What you have to do:
Count the lines below that carry the word "tasks". Answer with that number alone.

[Saved entries]

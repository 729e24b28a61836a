//! Cancellable workers
//!
//! A [`Worker`] wraps a [`Task`] that runs on its own native thread once the
//! worker is handed to [`ThreadRegistry::start`](crate::ThreadRegistry::start).
//! Cancellation is cooperative: the owner calls [`Worker::set_exit_state`] and
//! the task is expected to poll [`Worker::exit_state`] between units of work.
//!
//! # Lifecycle
//!
//! ```text
//! Idle ──start──▶ Running ──run returns / exit()──▶ Exited ──join──▶ Joined
//! ```
//!
//! A worker runs at most once. Starting a worker that is not idle is refused.

use anyhow::{Context, Result, bail};
use parking_lot::{Condvar, Mutex};
use std::fmt;
use std::sync::atomic::{AtomicBool, AtomicU8, AtomicU64, Ordering};
use std::sync::{Arc, OnceLock};
use std::thread::{self, JoinHandle, ThreadId};

static NEXT_WORKER_ID: AtomicU64 = AtomicU64::new(1);

/// Process-unique worker identity
#[derive(Debug, Clone, Copy, PartialEq, Eq, Hash, PartialOrd, Ord)]
pub struct WorkerId(u64);

impl WorkerId {
    fn next() -> Self {
        Self(NEXT_WORKER_ID.fetch_add(1, Ordering::Relaxed))
    }

    pub fn as_u64(self) -> u64 {
        self.0
    }
}

impl fmt::Display for WorkerId {
    fn fmt(&self, f: &mut fmt::Formatter<'_>) -> fmt::Result {
        write!(f, "{}", self.0)
    }
}

#[derive(Debug, Clone, Copy, PartialEq, Eq)]
#[repr(u8)]
pub enum WorkerState {
    /// Constructed, no native thread yet
    Idle = 0,
    /// Native thread launched, task running
    Running = 1,
    /// Task finished; the native thread still needs joining
    Exited = 2,
    /// Native thread reclaimed
    Joined = 3,
}

impl WorkerState {
    fn from_u8(value: u8) -> Self {
        match value {
            0 => WorkerState::Idle,
            1 => WorkerState::Running,
            2 => WorkerState::Exited,
            _ => WorkerState::Joined,
        }
    }
}

/// The body of a worker.
///
/// The default `run` does nothing. Long-running tasks should loop until
/// `worker.exit_state()` turns true:
///
/// ```rust
/// use threadengine::{Task, Worker};
///
/// struct Heartbeat;
///
/// impl Task for Heartbeat {
///     fn run(&mut self, worker: &Worker) {
///         while !worker.exit_state() {
///             std::thread::sleep(std::time::Duration::from_millis(10));
///         }
///     }
/// }
/// ```
///
/// Closures taking `&Worker` are tasks too.
pub trait Task: Send + 'static {
    fn run(&mut self, worker: &Worker) {
        let _ = worker;
    }
}

impl<F> Task for F
where
    F: FnMut(&Worker) + Send + 'static,
{
    fn run(&mut self, worker: &Worker) {
        self(worker)
    }
}

struct Inner {
    id: WorkerId,
    exit_requested: AtomicBool,
    state: AtomicU8,
    /// Taken by the native thread when it starts; stays here if spawning fails
    task: Mutex<Option<Box<dyn Task>>>,
    /// Guards state transitions into Running and Joined
    handle: Mutex<Option<JoinHandle<()>>>,
    joined: Condvar,
    thread_id: OnceLock<ThreadId>,
    /// Panic message from the task, reported by every join
    panicked: OnceLock<String>,
}

/// Handle to a cancellable unit of work.
///
/// Cloning is cheap and every clone refers to the same worker; the registry
/// keeps one clone while the worker is tracked.
#[derive(Clone)]
pub struct Worker {
    inner: Arc<Inner>,
}

impl Worker {
    /// Create an idle worker. No native resources are touched until it is started.
    pub fn new(task: impl Task) -> Self {
        let task: Box<dyn Task> = Box::new(task);
        Self {
            inner: Arc::new(Inner {
                id: WorkerId::next(),
                exit_requested: AtomicBool::new(false),
                state: AtomicU8::new(WorkerState::Idle as u8),
                task: Mutex::new(Some(task)),
                handle: Mutex::new(None),
                joined: Condvar::new(),
                thread_id: OnceLock::new(),
                panicked: OnceLock::new(),
            }),
        }
    }

    pub fn id(&self) -> WorkerId {
        self.inner.id
    }

    pub fn state(&self) -> WorkerState {
        WorkerState::from_u8(self.inner.state.load(Ordering::Acquire))
    }

    /// True once the task has returned or called [`Worker::exit`]. The native
    /// thread may still be running; see [`Worker::is_terminated`].
    pub fn is_finished(&self) -> bool {
        matches!(self.state(), WorkerState::Exited | WorkerState::Joined)
    }

    /// True once the native thread has terminated, so joining it will not block.
    ///
    /// Also true for a worker that has already been joined. False while another
    /// thread is in the middle of joining it.
    pub fn is_terminated(&self) -> bool {
        match self.inner.handle.lock().as_ref() {
            Some(handle) => handle.is_finished(),
            None => self.state() == WorkerState::Joined,
        }
    }

    /// Ask the worker to wind down. Safe from any thread, any number of times.
    pub fn set_exit_state(&self) {
        self.inner.exit_requested.store(true, Ordering::Release);
    }

    /// Whether an exit has been requested
    pub fn exit_state(&self) -> bool {
        self.inner.exit_requested.load(Ordering::Acquire)
    }

    /// Mark this worker finished. Must be called from the worker's own thread,
    /// as the last thing its task does; the runtime also does this when the
    /// task returns or panics, so calling it is optional.
    ///
    /// Only the state changes: the task keeps running until it returns, and
    /// the registry does not reap the worker before its thread terminates.
    ///
    /// # Panics
    /// If called from any thread other than the worker's own.
    pub fn exit(&self) {
        assert!(
            self.inner.thread_id.get() == Some(&thread::current().id()),
            "Worker::exit must be called from the worker's own thread"
        );
        self.mark_exited();
    }

    /// Block until the worker's thread has terminated, then reclaim it.
    ///
    /// Joining implies the caller wants the worker to stop, so this also
    /// sets the exit state before waiting. Joining an already joined worker
    /// returns `Ok(())` immediately; this happens when
    /// [`ThreadRegistry::process`](crate::ThreadRegistry::process) reaped it first.
    ///
    /// Fails if the worker was never started, or if called from the worker's
    /// own thread. If the task panicked, every join reports it, including
    /// joins that happen after the registry reaped the worker.
    pub fn join(&self) -> Result<()> {
        self.set_exit_state();

        if self.inner.thread_id.get() == Some(&thread::current().id()) {
            bail!("worker {} cannot join itself", self.id());
        }

        let mut slot = self.inner.handle.lock();
        loop {
            if let Some(handle) = slot.take() {
                drop(slot);
                let outcome = handle.join();

                let _slot = self.inner.handle.lock();
                if let Err(payload) = outcome {
                    let _ = self.inner.panicked.set(panic_message(&*payload));
                }
                self.inner
                    .state
                    .store(WorkerState::Joined as u8, Ordering::Release);
                self.inner.joined.notify_all();

                return self.joined_outcome();
            }

            match self.state() {
                WorkerState::Idle => bail!("worker {} has not been started", self.id()),
                WorkerState::Joined => return self.joined_outcome(),
                // Another thread holds the handle and is joining right now
                WorkerState::Running | WorkerState::Exited => self.inner.joined.wait(&mut slot),
            }
        }
    }

    fn joined_outcome(&self) -> Result<()> {
        match self.inner.panicked.get() {
            Some(message) => bail!("worker {} panicked: {}", self.id(), message),
            None => Ok(()),
        }
    }

    /// Spawn the native thread. On failure the worker stays idle and keeps its task.
    pub(crate) fn launch(&self, builder: thread::Builder) -> Result<()> {
        let mut slot = self.inner.handle.lock();

        if let Err(current) = self.inner.state.compare_exchange(
            WorkerState::Idle as u8,
            WorkerState::Running as u8,
            Ordering::AcqRel,
            Ordering::Acquire,
        ) {
            bail!(
                "worker {} cannot be started from state {:?}",
                self.id(),
                WorkerState::from_u8(current)
            );
        }

        let worker = self.clone();
        match builder.spawn(move || worker.body()) {
            Ok(handle) => {
                *slot = Some(handle);
                Ok(())
            }
            Err(e) => {
                self.inner
                    .state
                    .store(WorkerState::Idle as u8, Ordering::Release);
                Err(e).with_context(|| format!("Failed to spawn native thread for worker {}", self.id()))
            }
        }
    }

    fn body(&self) {
        let _ = self.inner.thread_id.set(thread::current().id());
        let _exit = ExitGuard(self);

        let task = self.inner.task.lock().take();
        if let Some(mut task) = task {
            task.run(self);
        }
    }

    fn mark_exited(&self) {
        let _ = self.inner.state.compare_exchange(
            WorkerState::Running as u8,
            WorkerState::Exited as u8,
            Ordering::AcqRel,
            Ordering::Acquire,
        );
    }
}

impl fmt::Debug for Worker {
    fn fmt(&self, f: &mut fmt::Formatter<'_>) -> fmt::Result {
        f.debug_struct("Worker")
            .field("id", &self.id())
            .field("state", &self.state())
            .field("exit_requested", &self.exit_state())
            .finish()
    }
}

/// Marks the worker exited when the task returns or unwinds
struct ExitGuard<'a>(&'a Worker);

impl Drop for ExitGuard<'_> {
    fn drop(&mut self) {
        self.0.mark_exited();
    }
}

fn panic_message(payload: &(dyn std::any::Any + Send)) -> String {
    if let Some(message) = payload.downcast_ref::<&str>() {
        message.to_string()
    } else if let Some(message) = payload.downcast_ref::<String>() {
        message.clone()
    } else {
        "unknown panic payload".to_string()
    }
}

Your response:
2